Obituary: Margaret Grant, Scot who founded Brittle Bone Society
Dr Margaret Thomas Johnston Grant MBE, Brittle Bone Society founder. Born: June 29 1933 in Dundee. Died: December 2 2020, in Dundee, age 87
Margaret Grant had lived with the debilitating bone disease Osteogenesis Imperfecta all her life when her baby girl was born with the same rare disorder.
Although evidence of the brittle bone condition, known as OI, dates back as far as 1000 BC, by Margaret’s birth in the 1930s little was known about its diagnosis and treatment.
Nothing much had changed by the time her daughter arrived.
Having recognised for many years that there was a lack of both knowledge among the medical professionals and support for those living with the disease, she now resolved to change the situation.
And in 1968 she established the Brittle Bone Society, the world’s first charity to assist the OI community, in her hometown of Dundee, and went on to become a leading authority on the condition.
The daughter of school catering assistant and jute mill worker Margaret Wilson and her husband Charles, a painter at Dundee’s dockyards, she was educated at the Trefoil School in St Abbs.
She met her future husband, David Grant, back in Dundee, while Scottish country dancing at a local church, and their daughter was born in 1961.
Seven years later she achieved her aim of setting up an organisation to highlight brittle bone disease and her pioneering work saw her named Dundee Citizen of the Year in 1975.
Margaret received the Osteogenesis Imperfecta Foundation (USA) award in 1982 for hosting the first international conference for people living with the condition.
Today the society has thousands of members and supporters and works closely with National Health Service specialised hospitals and world-leading healthcare professionals throughout the UK and beyond.
It provides frontline support and raises thousands of pounds each year to help fund the supply of wheelchairs and equipment and to promote better care in the sector.
Margaret Grant was the organisation’s driving force for decades, displaying meticulous attention to detail while dispensing pearls of wisdom with a well-honed sense of humour.
She drove around Britain giving inspirational talks, urging others to take up the baton and form local groups of the society.
She held annual conferences, helped with medical articles, organised fundraising events the length of the country and and sat on street corners rattling collection cans.
Particularly close to her heart were all the children affected by the condition and her dedication to them and the estimated 5,000 individuals in the UK living with OI was recognised in 1989, when she was honoured with an MBE for her achievements.
The previous year she had been awarded the Tunstall Telecoms National Caring Award.
It is believed that approximately one in 15,000 people are born with the condition, which is caused by a genetic mutation affecting the production of collagen, the protein that forms the bone structure’s framework.
This leads to weak fragile bones, liable to fracture at any moment, and can cause severe physical disability.
Even without fractures, quality of life can be significantly affected by other symptoms including scoliosis, hearing and height loss.
The charity celebrated its 50th anniversary in 2018 when Margaret Grant’s personality lit up the room during the festivities.

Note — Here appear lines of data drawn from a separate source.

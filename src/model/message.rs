//! Queue message types.

use serde::{Deserialize, Serialize};
use std::collections::HashMap;

/// Per-delivery token used to delete a received message.
///
/// A message received twice gets two different tokens; only the most
/// recent one is guaranteed to be accepted by the backend.
#[derive(Debug, Clone, PartialEq, Eq, Hash, Serialize, Deserialize)]
pub struct ReceiptToken(pub String);

impl std::fmt::Display for ReceiptToken {
    fn fmt(&self, f: &mut std::fmt::Formatter<'_>) -> std::fmt::Result {
        f.write_str(&self.0)
    }
}

/// A message received from the queue.
#[derive(Debug, Clone, PartialEq, Eq)]
pub struct Message {
    /// Backend-assigned message identifier, stable across redeliveries.
    pub message_id: String,
    pub body: String,
    pub attributes: HashMap<String, String>,
    pub receipt: ReceiptToken,
    /// How many times this message has been received, including this one.
    pub receive_count: u32,
}

impl Message {
    /// Look up a named attribute.
    pub fn attribute(&self, name: &str) -> Option<&str> {
        self.attributes.get(name).map(String::as_str)
    }
}

/// One entry of a batch send.
#[derive(Debug, Clone, PartialEq, Eq)]
pub struct SendEntry {
    /// Caller-chosen id, unique within the batch. Failures refer to it.
    pub id: String,
    pub body: String,
    pub attributes: HashMap<String, String>,
}

impl SendEntry {
    pub fn new(id: impl Into<String>, body: impl Into<String>) -> Self {
        Self {
            id: id.into(),
            body: body.into(),
            attributes: HashMap::new(),
        }
    }

    /// Add a string attribute.
    pub fn attribute(mut self, name: impl Into<String>, value: impl Into<String>) -> Self {
        self.attributes.insert(name.into(), value.into());
        self
    }
}

/// A batch entry the backend refused.
#[derive(Debug, Clone, PartialEq, Eq)]
pub struct SendFailure {
    pub id: String,
    pub code: String,
    pub message: String,
}
//! Integration tests for telemetry initialization and span helpers.

use queue_tasks::telemetry::consumer::{record_position, start_shard_span, start_worker_span};
use queue_tasks::telemetry::{TelemetryConfig, TelemetryGuard, init_telemetry, metrics};

#[test]
fn telemetry_initializes_without_endpoint() {
    // A global subscriber can only be installed once per process, so a
    // second initialization in here is expected to fail cleanly.
    let _first = init_telemetry(TelemetryConfig {
        endpoint: None,
        service_name: "queue-tasks-test".to_string(),
        log_level: "debug".to_string(),
    });
    let second = init_telemetry(TelemetryConfig {
        endpoint: None,
        service_name: "queue-tasks-test".to_string(),
        log_level: "debug".to_string(),
    });
    assert!(second.is_err());
}

#[test]
fn default_guard_flushes_and_drops_without_providers() {
    let guard = TelemetryGuard::default();
    guard.force_flush();
}

#[test]
fn worker_span_creates() {
    let span = start_worker_span("tasks", 3);
    let _entered = span.enter();
}

#[test]
fn shard_span_records_position() {
    let span = start_shard_span("changes", "shardId-000000000000");
    record_position(&span, 42);
}

#[test]
fn metric_instruments_build_against_the_global_meter() {
    metrics::queue_operations().add(1, &[]);
    metrics::messages_handled().add(1, &[]);
    metrics::records_handled().add(1, &[]);
    metrics::stream_errors().add(1, &[]);
    metrics::tracked_entities().add(-1, &[]);
    metrics::handler_duration_ms().record(1.5, &[]);
}
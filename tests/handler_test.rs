//! Completion and entity message handlers.

use chrono::Utc;
use async_trait::async_trait;
use queue_tasks::backend::TableBackend;
use queue_tasks::backend::memory::{MemoryStream, MemoryTable};
use queue_tasks::engine::{ShutdownReason, shutdown_channel};
use queue_tasks::error::{Error, Result};
use queue_tasks::handler::{
    CompletionHandler, EntityMessageHandler, MessageHandler, ParseFailurePolicy, RecordHandler,
};
use queue_tasks::model::{
    ChangeEvent, EntityMessages, Message, ReceiptToken, Record, SequenceNumber, ShardId,
};
use queue_tasks::tracker::EntityTracker;
use std::collections::HashMap;
use std::sync::Arc;
use std::time::Duration;

fn record(data: Vec<u8>) -> Record {
    Record {
        data,
        sequence_number: SequenceNumber(1),
        partition_key: "key".to_string(),
        approximate_arrival: Utc::now(),
    }
}

fn counter_record(entity_id: &str, old: Option<i64>, new: i64) -> Record {
    let event = ChangeEvent::counter_change("counters", entity_id, old, new, Utc::now());
    record(event.to_bytes().unwrap())
}

fn shard() -> ShardId {
    ShardId::from_index(0)
}

fn message(attributes: &[(&str, &str)]) -> Message {
    Message {
        message_id: "1".to_string(),
        body: "Entity: e1 | Message # 0".to_string(),
        attributes: attributes
            .iter()
            .map(|(k, v)| (k.to_string(), v.to_string()))
            .collect::<HashMap<_, _>>(),
        receipt: ReceiptToken("receipt".to_string()),
        receive_count: 1,
    }
}

#[tokio::test]
async fn zero_count_completes_entity_and_drains_tracker() {
    let (handle, mut listener) = shutdown_channel();
    let tracker = Arc::new(EntityTracker::with_shutdown(handle));
    tracker.add("A");
    tracker.add("B");
    let handler = CompletionHandler::new(tracker.clone());

    handler.handle(&shard(), &counter_record("A", Some(1), 0)).await.unwrap();
    assert_eq!(tracker.count(), 1);
    assert_eq!(listener.try_recv(), None);

    handler.handle(&shard(), &counter_record("B", Some(1), 0)).await.unwrap();
    assert_eq!(tracker.count(), 0);
    assert_eq!(listener.try_recv(), Some(ShutdownReason::Drained));
    assert_eq!(listener.try_recv(), None);
}

#[tokio::test]
async fn positive_count_keeps_entity_tracked() {
    let tracker = Arc::new(EntityTracker::new());
    tracker.add("A");
    let handler = CompletionHandler::new(tracker.clone());

    handler.handle(&shard(), &counter_record("A", None, 3)).await.unwrap();
    handler.handle(&shard(), &counter_record("A", Some(3), 2)).await.unwrap();
    assert!(tracker.contains("A"));
}

#[tokio::test]
async fn negative_count_counts_as_complete() {
    let tracker = Arc::new(EntityTracker::new());
    tracker.add("A");
    let handler = CompletionHandler::new(tracker.clone());

    handler.handle(&shard(), &counter_record("A", Some(0), -1)).await.unwrap();
    assert!(!tracker.contains("A"));
}

#[tokio::test]
async fn completion_for_untracked_entity_is_ignored() {
    let (handle, mut listener) = shutdown_channel();
    let tracker = Arc::new(EntityTracker::with_shutdown(handle));
    tracker.add("A");
    let handler = CompletionHandler::new(tracker.clone());

    handler.handle(&shard(), &counter_record("other", Some(1), 0)).await.unwrap();
    assert_eq!(tracker.count(), 1);
    assert_eq!(listener.try_recv(), None);
}

#[tokio::test]
async fn malformed_records_are_skipped_by_default() {
    let tracker = Arc::new(EntityTracker::new());
    tracker.add("A");
    let handler = CompletionHandler::new(tracker.clone());

    let no_count = br#"{"eventName":"MODIFY","dynamodb":{"NewImage":{"entity_id":{"S":"A"}}}}"#;
    let not_a_number = br#"{"dynamodb":{"NewImage":{"entity_id":{"S":"A"},"message_count":{"N":"lots"}}}}"#;
    let no_entity = br#"{"dynamodb":{"NewImage":{"message_count":{"N":"0"}}}}"#;
    for data in [
        b"not json".to_vec(),
        no_count.to_vec(),
        not_a_number.to_vec(),
        no_entity.to_vec(),
    ] {
        handler.handle(&shard(), &record(data)).await.unwrap();
    }
    assert_eq!(tracker.count(), 1);
    assert!(tracker.contains("A"));
}

#[tokio::test]
async fn reject_policy_returns_parse_errors() {
    let tracker = Arc::new(EntityTracker::new());
    tracker.add("A");
    let handler = CompletionHandler::new(tracker.clone()).with_policy(ParseFailurePolicy::Reject);

    let result = handler.handle(&shard(), &record(b"{broken".to_vec())).await;
    assert!(matches!(result, Err(Error::Parse(_))));
    assert_eq!(tracker.count(), 1);
}

#[tokio::test]
async fn entity_id_falls_back_to_item_key() {
    let tracker = Arc::new(EntityTracker::new());
    tracker.add("A");
    let handler = CompletionHandler::new(tracker.clone());

    let data = br#"{"dynamodb":{"Keys":{"entity_id":{"S":"A"}},"NewImage":{"message_count":{"N":"0"}}}}"#;
    handler.handle(&shard(), &record(data.to_vec())).await.unwrap();
    assert!(!tracker.contains("A"));
}

async fn seeded_table(count: i64) -> Arc<MemoryTable> {
    let table = Arc::new(MemoryTable::new("counters"));
    table
        .put(&EntityMessages {
            entity_id: "e1".to_string(),
            message_count: count,
        })
        .await
        .unwrap();
    table
}

#[tokio::test]
async fn entity_message_decrements_counter() {
    let table = seeded_table(2).await;
    let handler = EntityMessageHandler::new(table.clone());

    handler
        .handle(&message(&[("entity_id", "e1"), ("message_id", "1")]))
        .await
        .unwrap();
    assert_eq!(table.get("e1"), Some(1));
}

#[tokio::test]
async fn duplicate_delivery_is_counted_once() {
    let table = seeded_table(2).await;
    let handler = EntityMessageHandler::new(table.clone());
    let msg = message(&[("entity_id", "e1"), ("message_id", "1")]);

    handler.handle(&msg).await.unwrap();
    handler.handle(&msg).await.unwrap();
    assert_eq!(table.get("e1"), Some(1));

    handler
        .handle(&message(&[("entity_id", "e1"), ("message_id", "2")]))
        .await
        .unwrap();
    assert_eq!(table.get("e1"), Some(0));
}

#[tokio::test]
async fn message_without_attributes_is_accepted_untouched() {
    let table = seeded_table(2).await;
    let handler = EntityMessageHandler::new(table.clone());

    handler.handle(&message(&[])).await.unwrap();
    handler.handle(&message(&[("entity_id", "e1")])).await.unwrap();
    handler.handle(&message(&[("message_id", "1")])).await.unwrap();
    assert_eq!(table.get("e1"), Some(2));
}

#[tokio::test]
async fn unknown_entity_is_a_handler_error() {
    let table = seeded_table(2).await;
    let handler = EntityMessageHandler::new(table.clone());
    let msg = message(&[("entity_id", "ghost"), ("message_id", "1")]);

    let result = handler.handle(&msg).await;
    assert!(matches!(result, Err(Error::NotFound(_))));

    // Not marked as applied, so a later delivery is retried.
    table
        .put(&EntityMessages {
            entity_id: "ghost".to_string(),
            message_count: 1,
        })
        .await
        .unwrap();
    handler.handle(&msg).await.unwrap();
    assert_eq!(table.get("ghost"), Some(0));
}

#[tokio::test]
async fn completions_in_an_untracking_process_never_drain() {
    // The stream-only process keeps no entities, so completions only log.
    let tracker = Arc::new(EntityTracker::new());
    let handler = CompletionHandler::new(tracker.clone());

    handler.handle(&shard(), &counter_record("A", Some(1), 0)).await.unwrap();
    assert_eq!(tracker.count(), 0);
    assert!(!tracker.is_drained());
}

/// Delays every counter update so deliveries can overlap.
struct SlowTable {
    inner: Arc<MemoryTable>,
}

#[async_trait]
impl TableBackend for SlowTable {
    async fn put(&self, item: &EntityMessages) -> Result<()> {
        self.inner.put(item).await
    }

    async fn update_counter(&self, entity_id: &str, delta: i64) -> Result<i64> {
        tokio::time::sleep(Duration::from_millis(50)).await;
        self.inner.update_counter(entity_id, delta).await
    }
}

#[tokio::test]
async fn overlapping_deliveries_of_one_message_decrement_once() {
    let table = seeded_table(2).await;
    let handler = EntityMessageHandler::new(Arc::new(SlowTable {
        inner: table.clone(),
    }));
    let msg = message(&[("entity_id", "e1"), ("message_id", "1")]);

    let (first, second) = tokio::join!(handler.handle(&msg), handler.handle(&msg));
    first.unwrap();
    second.unwrap();
    assert_eq!(table.get("e1"), Some(1));
    assert_eq!(handler.pending_deliveries(), 1);
}

#[tokio::test]
async fn completed_entity_releases_its_message_keys() {
    let table = seeded_table(2).await;
    let handler = EntityMessageHandler::new(table.clone());

    handler
        .handle(&message(&[("entity_id", "e1"), ("message_id", "1")]))
        .await
        .unwrap();
    assert_eq!(handler.pending_deliveries(), 1);

    handler
        .handle(&message(&[("entity_id", "e1"), ("message_id", "2")]))
        .await
        .unwrap();
    assert_eq!(table.get("e1"), Some(0));
    assert_eq!(handler.pending_deliveries(), 0);
    assert_eq!(handler.completed_entities(), 1);

    // A late redelivery of a completed entity is still ignored.
    handler
        .handle(&message(&[("entity_id", "e1"), ("message_id", "1")]))
        .await
        .unwrap();
    assert_eq!(table.get("e1"), Some(0));
}

#[tokio::test]
async fn completed_entities_are_capped() {
    let table = Arc::new(MemoryTable::new("counters"));
    for id in ["a", "b", "c"] {
        table
            .put(&EntityMessages {
                entity_id: id.to_string(),
                message_count: 1,
            })
            .await
            .unwrap();
    }
    let handler = EntityMessageHandler::new(table.clone()).with_completed_capacity(2);

    for id in ["a", "b", "c"] {
        handler
            .handle(&message(&[("entity_id", id), ("message_id", "1")]))
            .await
            .unwrap();
    }
    assert_eq!(handler.completed_entities(), 2);
    assert_eq!(handler.pending_deliveries(), 0);
}

#[tokio::test]
async fn failed_change_publish_leaves_counter_untouched() {
    let stream = Arc::new(MemoryStream::new("changes", 1));
    let table = Arc::new(MemoryTable::new("counters").with_change_stream(stream.clone()));
    table
        .put(&EntityMessages {
            entity_id: "e1".to_string(),
            message_count: 2,
        })
        .await
        .unwrap();
    stream.close_shard(&ShardId::from_index(0)).unwrap();
    let handler = EntityMessageHandler::new(table.clone());
    let msg = message(&[("entity_id", "e1"), ("message_id", "1")]);

    assert!(matches!(handler.handle(&msg).await, Err(Error::Backend(_))));
    assert!(matches!(handler.handle(&msg).await, Err(Error::Backend(_))));
    assert_eq!(table.get("e1"), Some(2));
    assert_eq!(handler.pending_deliveries(), 0);

    let reseed = table
        .put(&EntityMessages {
            entity_id: "e1".to_string(),
            message_count: 5,
        })
        .await;
    assert!(matches!(reseed, Err(Error::Backend(_))));
    assert_eq!(table.get("e1"), Some(2));
}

That same year she was awarded an honorary Doctor of Laws degree by the University of Dundee, an accolade accepted on her behalf by her daughter Yvonne.
While her priorities were always her family and supporting others with brittle bone disease, Margaret Grant also found time to relax by reading and writing poetry, enjoying a range of music, reading books – from Scottish history to the Bible – and visiting churches and cathedrals. In addition, she was a Girl Guide captain.
And it was clear that Margaret Grant, a proud Dundonian who had been living with a series of long-term health conditions, was held in great affection by the OI community across the world as members paid tribute to her.
Brittle Bone Society chairman Elaine Healey said: “Margaret is loved so much by everyone from the charity she created. She devoted her life to raising awareness of OI.
"All of us who now enjoy improved support whilst living with the condition owe a debt of gratitude to Margaret for all the battles she fought and won for people living with this rare condition.”
The charity’s vice chairman, John Phillips, added: “Margaret was a woman of great importance in the Rare Disease movement,” and he pledged to ensure her memory is suitably honoured.
The history of the charity’s important early work that Margaret Grant pioneered has already been entrusted to the University of Dundee, which is archiving and preserving the society’s past to record its enormous impact on the care of people with OI.
Margaret Grant is survived by her husband David and daughter Yvonne, a trustee of the charity of many years, who hope she will be remembered with happiness, laughter and smiles.